This package has been useful to me already. Thank you very much for your work!

My particular use case involves iterative processing of high resolution video.

Decord fails for me here, because of the apparent memory leak described here, which ultimately lead me to explore this library as an alternative.

Unfortunately, this library falls short for me as well because this sort of reading seems to be quite slow (much slower than Decord). I noted the discussion in #5, and in particular the approach outlined in this comment outlining necessary development to support this use case.

I wanted to follow up on any plans to support this use case, and at the very least document / track it in this issue.

For simple iterative stuff, something like this would better suit the use case.
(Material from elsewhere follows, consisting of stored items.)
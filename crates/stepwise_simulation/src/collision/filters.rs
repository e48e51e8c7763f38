//! Collision categories и фильтры
//!
//! ## Архитектура:
//! - **belongs_to (битовая маска):** К какой категории относится collider
//! - **collides_with (битовая маска):** С какими категориями он может коллидировать
//! - Пара коллидирует только если обе стороны "согласны" (симметричная проверка)
//!
//! ## Категории (rapier Group):
//! - GROUP_1: Solid (статика: стены, препятствия)
//! - GROUP_2: Agent (kinematic персонажи/NPC)
//! - GROUP_3: Terrain (ландшафт)
//! - GROUP_4: ObstacleProbe (сенсоры obstacle avoidance)
//!
//! Предвычисленные фильтры симметричны: если A.collides_with содержит B,
//! то B.collides_with содержит A.

use bevy_rapier3d::prelude::{CollisionGroups, Group};
use serde::{Deserialize, Serialize};

// ============================================================================
// Категории
// ============================================================================

pub const CATEGORY_SOLID: Group = Group::GROUP_1;
pub const CATEGORY_AGENT: Group = Group::GROUP_2;
pub const CATEGORY_TERRAIN: Group = Group::GROUP_3;
pub const CATEGORY_OBSTACLE_PROBE: Group = Group::GROUP_4;

/// Фильтр collider'а / запроса
///
/// Семантика как у Unity/rapier: пара коллидирует если
/// `a.belongs_to & b.collides_with != 0 && b.belongs_to & a.collides_with != 0`.
#[derive(Debug, Clone, Copy, PartialEq, Eq, Serialize, Deserialize)]
pub struct CollisionFilter {
    pub belongs_to: u32,
    pub collides_with: u32,
}

impl Default for CollisionFilter {
    fn default() -> Self {
        Self::ALL
    }
}

impl CollisionFilter {
    /// Всё со всем (дефолт rapier для collider без CollisionGroups)
    pub const ALL: Self = Self::new(Group::ALL, Group::ALL);

    /// Ни с чем
    pub const NONE: Self = Self::new(Group::NONE, Group::NONE);

    /// Статика: блокирует агентов и obstacle probes
    pub const SOLID: Self = Self::new(
        CATEGORY_SOLID,
        CATEGORY_AGENT.union(CATEGORY_OBSTACLE_PROBE),
    );

    /// Агенты: статика + другие агенты + terrain
    pub const AGENT: Self = Self::new(
        CATEGORY_AGENT,
        CATEGORY_SOLID.union(CATEGORY_AGENT).union(CATEGORY_TERRAIN),
    );

    /// Terrain: только агенты
    pub const TERRAIN: Self = Self::new(CATEGORY_TERRAIN, CATEGORY_AGENT);

    /// Obstacle probe: только статика
    pub const OBSTACLE_PROBE: Self = Self::new(CATEGORY_OBSTACLE_PROBE, CATEGORY_SOLID);

    /// Фильтр движения агента: {Agent, Solid, Terrain}
    ///
    /// Используется resolver'ом для горизонтальных/вертикальных sweep'ов.
    pub const MOVEMENT_QUERY: Self = Self::AGENT;

    pub const fn new(belongs_to: Group, collides_with: Group) -> Self {
        Self {
            belongs_to: belongs_to.bits(),
            collides_with: collides_with.bits(),
        }
    }

    /// Симметричная проверка "могут ли два фильтра коллидировать"
    pub const fn is_collision_enabled(a: Self, b: Self) -> bool {
        (a.belongs_to & b.collides_with) != 0 && (b.belongs_to & a.collides_with) != 0
    }

    pub const fn collides(self, other: Self) -> bool {
        Self::is_collision_enabled(self, other)
    }

    /// В rapier CollisionGroups (для spawn collider'ов)
    pub fn to_groups(self) -> CollisionGroups {
        CollisionGroups::new(
            Group::from_bits_truncate(self.belongs_to),
            Group::from_bits_truncate(self.collides_with),
        )
    }

    /// Из rapier CollisionGroups (snapshot rebuild, live lookup)
    pub fn from_groups(groups: &CollisionGroups) -> Self {
        Self::new(groups.memberships, groups.filters)
    }
}

/// Все предвычисленные фильтры категорий (для проверки симметрии)
pub const CATEGORY_FILTERS: [CollisionFilter; 4] = [
    CollisionFilter::SOLID,
    CollisionFilter::AGENT,
    CollisionFilter::TERRAIN,
    CollisionFilter::OBSTACLE_PROBE,
];

/// Название категории для debug логов
pub fn get_category_name(bits: u32) -> &'static str {
    if bits == CATEGORY_SOLID.bits() {
        "Solid"
    } else if bits == CATEGORY_AGENT.bits() {
        "Agent"
    } else if bits == CATEGORY_TERRAIN.bits() {
        "Terrain"
    } else if bits == CATEGORY_OBSTACLE_PROBE.bits() {
        "ObstacleProbe"
    } else {
        "Unknown"
    }
}
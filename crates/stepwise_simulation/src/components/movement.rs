//! Movement компоненты: input, параметры контроллера, persistent state

use bevy::prelude::*;

/// Входные данные для движения на текущий тик
///
/// Пишется внешним источником (player input, `steer_towards_target`),
/// resolver только читает.
#[derive(Component, Debug, Clone, Copy, PartialEq, Default, Reflect)]
#[reflect(Component)]
pub struct MovementInput {
    /// Направление в плоскости XZ (ожидается нормализованным, y = 0)
    pub direction: Vec3,
    /// Доля от `speed`, [0, 1]
    pub magnitude: f32,
    /// Прыжок запрошен (срабатывает только с земли)
    pub jump: bool,
}

impl MovementInput {
    pub fn towards(direction: Vec3, magnitude: f32) -> Self {
        Self {
            direction,
            magnitude,
            jump: false,
        }
    }

    pub fn jump() -> Self {
        Self {
            jump: true,
            ..Default::default()
        }
    }
}

/// Kinematic контроллер (параметры фиксируются при spawn)
///
/// Собирается из `CharacterConfig::controller()`.
#[derive(Component, Debug, Clone, Copy, PartialEq, Reflect)]
#[reflect(Component)]
pub struct KinematicController {
    /// Гравитация (m/s²)
    pub gravity: Vec3,
    /// Скорость движения (m/s)
    pub speed: f32,
    /// Вертикальная скорость прыжка (m/s)
    pub jump_strength: f32,
    /// Максимальная высота ступеньки (m)
    pub max_step: f32,
    /// Затухание вертикальной скорости в воздухе (1/s), 0 = без drag
    pub drag: f32,
    /// Поворачивать Transform по направлению движения
    pub face_movement: bool,
}

impl Default for KinematicController {
    fn default() -> Self {
        Self {
            gravity: Vec3::new(0.0, -9.81, 0.0),
            speed: 5.0,
            jump_strength: 5.0,
            max_step: 0.3,
            drag: 0.0,
            face_movement: true,
        }
    }
}

/// Persistent state между тиками (меняет только resolver)
#[derive(Component, Debug, Clone, Copy, PartialEq, Default, Reflect)]
#[reflect(Component)]
pub struct KinematicState {
    pub is_grounded: bool,
    /// Последняя resolved горизонтальная скорость (m/s)
    pub horizontal_velocity: Vec3,
    /// Вертикальная скорость, переносится между тиками (m/s)
    pub vertical_velocity: Vec3,
}
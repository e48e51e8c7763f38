//! Headless симуляция Stepwise
//!
//! Сцена: пол, стена, ступенька и несколько агентов с ArriveTarget.
//! Прогоняет фиксированное число тиков и печатает позиции агентов.

use bevy::prelude::*;
use rand::Rng;
use stepwise_simulation::{
    create_headless_app, log_error, log_info, run_fixed_ticks, spawn_kinematic_character,
    spawn_static_box, ArriveTarget, CharacterConfig, CollisionFilter, DeterministicRng,
    KinematicState,
};

const AGENT_COUNT: usize = 8;
const TICK_COUNT: usize = 600;

fn main() {
    let seed = 42;
    let mut app = create_headless_app(seed);
    log_info(&format!("Starting Stepwise headless simulation (seed: {})", seed));

    let config = CharacterConfig::default();
    {
        let world = app.world_mut();
        let mut positions = Vec::with_capacity(AGENT_COUNT);
        {
            let mut rng = world.resource_mut::<DeterministicRng>();
            for _ in 0..AGENT_COUNT {
                let x = rng.rng.gen_range(-8.0..-2.0);
                let z = rng.rng.gen_range(-4.0..4.0);
                positions.push(Vec3::new(x, 0.9, z));
            }
        }

        let mut commands = world.commands();
        // Пол (верх на y=0), стена с проходом, ступенька 0.2m
        spawn_static_box(
            &mut commands,
            Vec3::new(0.0, -0.5, 0.0),
            Vec3::new(30.0, 0.5, 30.0),
            CollisionFilter::SOLID,
        );
        spawn_static_box(
            &mut commands,
            Vec3::new(0.0, 1.5, 3.0),
            Vec3::new(0.25, 1.5, 2.0),
            CollisionFilter::SOLID,
        );
        spawn_static_box(
            &mut commands,
            Vec3::new(4.0, 0.1, 0.0),
            Vec3::new(1.0, 0.1, 6.0),
            CollisionFilter::SOLID,
        );

        for position in positions {
            match spawn_kinematic_character(&mut commands, position, &config) {
                Ok(entity) => {
                    commands.entity(entity).insert(
                        ArriveTarget::new(Vec3::new(8.0, 0.0, 0.0), 0.5)
                            .with_avoidance(2.0)
                            .with_rotation_speed(8.0),
                    );
                }
                Err(err) => {
                    log_error(&format!("spawn failed: {}", err));
                    return;
                }
            }
        }
    }

    for chunk in 0..(TICK_COUNT / 100) {
        run_fixed_ticks(&mut app, 100);

        let world = app.world_mut();
        let mut agents = world.query::<(Entity, &Transform, &KinematicState)>();
        let grounded = agents.iter(world).filter(|(_, _, state)| state.is_grounded).count();
        log_info(&format!(
            "Tick {}: {} agents, {} grounded",
            (chunk + 1) * 100,
            AGENT_COUNT,
            grounded
        ));
    }

    let world = app.world_mut();
    let mut agents = world.query_filtered::<(Entity, &Transform), With<KinematicState>>();
    let mut rows: Vec<_> = agents
        .iter(world)
        .map(|(entity, transform)| (entity.index(), transform.translation))
        .collect();
    rows.sort_by_key(|(index, _)| *index);
    for (index, position) in rows {
        log_info(&format!("agent {}: {:?}", index, position));
    }

    log_info("Simulation complete!");
}
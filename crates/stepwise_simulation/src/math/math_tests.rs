//! Tests for math utilities.

use super::*;

#[test]
fn test_float_equals_within_epsilon() {
    assert!(float_equals(1.0, 1.0005));
    assert!(!float_equals(1.0, 1.01));
}

#[test]
fn test_vec_is_zero() {
    assert!(vec_is_zero(Vec3::ZERO));
    assert!(vec_is_zero(Vec3::new(0.0005, -0.0005, 0.0)));
    assert!(!vec_is_zero(Vec3::new(0.0, 0.1, 0.0)));
    // NaN никогда не "ноль"
    assert!(!vec_is_zero(Vec3::NAN));
}

#[test]
fn test_zero_out_small_components() {
    let v = zero_out(Vec3::new(0.0004, 1.0, -0.0009));
    assert_eq!(v, Vec3::new(0.0, 1.0, 0.0));
}

#[test]
fn test_safe_normalize_guards() {
    assert!(safe_normalize(Vec3::ZERO).is_none());
    assert!(safe_normalize(Vec3::NAN).is_none());
    assert!(safe_normalize(Vec3::new(f32::INFINITY, 0.0, 0.0)).is_none());

    let n = safe_normalize(Vec3::new(3.0, 0.0, 4.0)).unwrap();
    assert!((n.length() - 1.0).abs() < 1e-6);
}

#[test]
fn test_angle_between_2d_signed() {
    let angle = angle_between_2d(Vec2::X, Vec2::Y);
    assert!((angle - 90.0).abs() < 1e-4, "angle = {}", angle);

    let angle = angle_between_2d(Vec2::Y, Vec2::X);
    assert!((angle + 90.0).abs() < 1e-4, "angle = {}", angle);
}

#[test]
fn test_orientation_roundtrip() {
    for degrees in [0.0_f32, 45.0, 90.0, 135.0, -60.0] {
        let direction = orientation_to_vector(degrees * DEG_TO_RAD);
        let back = vector_to_orientation(direction);
        let again = orientation_to_vector(back);
        assert!(vec_is_equal_to(direction, again), "{} → {:?} vs {:?}", degrees, direction, again);
        assert!(is_zero(direction.y));
    }
}

#[test]
fn test_yaw_rotation_faces_direction() {
    let rotation = yaw_rotation(Vec3::X).unwrap();
    let forward = rotation * Vec3::NEG_Z;
    assert!(vec_is_equal_to(forward, Vec3::X), "forward = {:?}", forward);

    // Вертикальный вектор не даёт yaw
    assert!(yaw_rotation(Vec3::Y).is_none());
}
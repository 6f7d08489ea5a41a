use std::collections::{BTreeSet, HashSet};

use tracing::{info, instrument};

use super::{
    check_batch_input, CaseStatus, DocId, Fetched, PairCase, PairCaseReport, PairReport,
    RetrievalHarness, ScoredDoc,
};
use crate::error::RagbenchResult;
use crate::retriever::Retriever;

/// Ids present in both result lists, sorted so the answer does not depend
/// on argument order
pub fn overlap_ids(a: &[ScoredDoc], b: &[ScoredDoc]) -> Vec<DocId> {
    let in_b: HashSet<&str> = b.iter().map(|d| d.id.as_str()).collect();
    a.iter()
        .filter(|d| in_b.contains(d.id.as_str()))
        .map(|d| d.id.clone())
        .collect::<BTreeSet<_>>()
        .into_iter()
        .collect()
}

fn rank_of(docs: &[ScoredDoc], id: &str) -> Option<usize> {
    docs.iter().position(|d| d.id == id).map(|pos| pos + 1)
}

impl<'r, R: Retriever + ?Sized> RetrievalHarness<'r, R> {
    /// Retrieve both queries of each pair and report how their results
    /// relate.
    ///
    /// Nothing here is judged pass/fail: the report carries the raw overlap
    /// and distance numbers next to the signature a reviewer should expect
    /// for the pair's relationship kind.
    #[instrument(skip(self, cases), fields(cases = cases.len()))]
    pub async fn compare_pairs(&self, cases: &[PairCase], k: usize) -> RagbenchResult<PairReport> {
        check_batch_input(
            "pairs",
            k,
            cases
                .iter()
                .flat_map(|c| [c.query_a.as_str(), c.query_b.as_str()]),
        )?;

        let queries: Vec<&str> = cases
            .iter()
            .flat_map(|c| [c.query_a.as_str(), c.query_b.as_str()])
            .collect();
        let fetched = self.run_batch(&queries, k).await?;

        let per_case: Vec<PairCaseReport> = cases
            .iter()
            .zip(fetched.chunks_exact(2))
            .map(|(case, pair)| compare_one(case, &pair[0], &pair[1]))
            .collect();

        info!(k, pairs = per_case.len(), "Pair comparison complete");
        Ok(PairReport { k, per_case })
    }
}

fn compare_one(case: &PairCase, a: &Fetched, b: &Fetched) -> PairCaseReport {
    let (docs_a, docs_b) = (a.docs(), b.docs());
    let overlap = overlap_ids(docs_a, docs_b);
    let top1_a = docs_a.first().map(|d| d.distance);
    let top1_b = docs_b.first().map(|d| d.distance);
    let delta = match (top1_a, top1_b) {
        (Some(x), Some(y)) => Some((x - y).abs()),
        _ => None,
    };

    let status = match (a.status(), b.status()) {
        (CaseStatus::Scored, other) => other,
        (first, _) => first,
    };

    PairCaseReport {
        query_a: case.query_a.clone(),
        query_b: case.query_b.clone(),
        relationship_kind: case.relationship_kind,
        expected_signature: case.relationship_kind.expected_signature().to_string(),
        retrieved_a: docs_a.to_vec(),
        retrieved_b: docs_b.to_vec(),
        overlap_count: overlap.len(),
        overlap_ids: overlap,
        top1_distance_a: top1_a,
        top1_distance_b: top1_b,
        top1_distance_delta: delta,
        target_rank_a: case.target_id.as_deref().and_then(|t| rank_of(docs_a, t)),
        target_rank_b: case.target_id.as_deref().and_then(|t| rank_of(docs_b, t)),
        target_id: case.target_id.clone(),
        status,
    }
}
For now I've decided to stick with simply calling FFMPEG through a subprocess due to the amount of flexibility one can get through it, though eventually, as soon as the bindings are done I will potentially switch as well.

gcanat commented 1 month ago

Might be worth mentioning that this ffmpy lib seems to be Windows only for now.

gcanat commented 2 weeks ago

Hello, I've pushed some interesting update that should improve decoding speed by 2.5x to 3x. pip install --upgrade video-reader-rs and try to replace vr.decode() with vr.decode_fast() in the above code snippet. Please note that the object returned by decode_fast() is a list of np.ndarray, ie a list of frames with shape (H, W, C), whereas decode() returns an np.ndarray with shape (N, H, W, C).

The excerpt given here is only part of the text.